Zaman, who bowled 6.3 overs during Pakistan's eight-wicket defeat, was wearing his Pakistan cap in a way that resembled a rapper.

The swashbuckling opening batsman, who was dismissed for 0, rolled his arm over as the Men in Green lost leg-spinner Shadab Khan to a back injury midway during their unsuccessful defence of a paltry total of 162.

Gavaskar, who was on air for official broadcasters Star Sports, hit out at Zaman and even opined that the Pakistan captain should have a word with his part-time bowler about the way in which he had worn his cap while bowling.

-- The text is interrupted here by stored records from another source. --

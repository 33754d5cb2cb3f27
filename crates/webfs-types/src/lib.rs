//! Shared types for WebFS.
//!
//! This crate is the leaf of the workspace: status codes, flag sets, file
//! metadata, handle tokens, and peer identity. It has **no internal webfs
//! dependencies**; the RPC layer, the driver adapter, the router and the
//! reconnecting client all speak in these types.
//!
//! # Key Types
//!
//! |-------------------|----------------------------------------------|
//! | Type              | Purpose                                      |
//! |-------------------|----------------------------------------------|
//! | [`NtStatus`]      | Status code every driver callback resolves to|
//! | [`FileInformation`]| Metadata for one file or directory          |
//! | [`AsyncFileInfo`] | Per-handle context threaded through calls    |
//! | [`OpId`]          | Generational token for one open handle       |
//! | [`PeerIdentity`]  | Routing/trust key (origin host)              |
//! | [`TrustRecord`]   | Persisted trust state for one peer           |
//! |-------------------|----------------------------------------------|

pub mod flags;
pub mod ids;
pub mod info;
pub mod peer;
pub mod status;

pub use flags::{FileAccess, FileAttributes, FileMode, FileOptions, FileShare, FileSystemFeatures};
pub use ids::OpId;
pub use info::{
    AsyncFileInfo, CreateFileReply, DiskFreeSpace, FileInformation, VolumeInformation,
};
pub use peer::{PeerIdentity, TrustRecord, TrustState};
pub use status::{FsResult, NtStatus, status_of};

"Somebody may be the captain should tell him that it's the national cap. He should wear it properly. You can do this in Pakistan Super League may be but this is the national team," Gavaskar said, as quoted by the Press Trust of India.

Sunil Gavaskar
Sunil Gavaskar.STRDEL/AFP/Getty Images.

Zaman was not the only player who was criticised by Gavaskar on Wednesday as the former India captain was miffed with Dinesh Karthik using his nickname "DK" in his India jersey.

"Maybe that's his nickname but since the jersey carries his number, people should identify with the name. Maybe with the name, he can have his initials," the 69-year-old added.

Dinesh Karthik
Dinesh Karthik was unbeaten on 31 as India completed an eight-wicket win over Pakistan on Wednesday.IANS

Uncle Madhav Mantri told me to earn my cap: Gavaskar

Gavaskar is emotional about the national team cap as he had learnt the sanctity of it during his boyhood from his uncle and former India Test player Madhav Mantri, whom he had labelled "the last of disciplinarians".

"As a boy, I spent several nights in his [Mantri's] Dadar home. His cupboard was a treasure house of caps and sweaters. There was the India cap, the Mumbai Ranji Trophy cap, the ACC (Associated Cement Company) cap among others. He had owned several sweaters, and wooly ones at that. One day, I asked him if I could have his India cap. "No, you can't," he told me, categorically. "You will have to earn this cap through hard work and determination," Gavaskar had said as quoted by the DNA.

Gavaskar also revealed that he never used the India cap he had gotten during the 1971 tour of West Indies during the tour matches in the lead up to his Test debut because his uncle's words had resonated in him.

"I had no right to wear the India cap. I only wore it when the captain named me in the XI," Gavaskar added.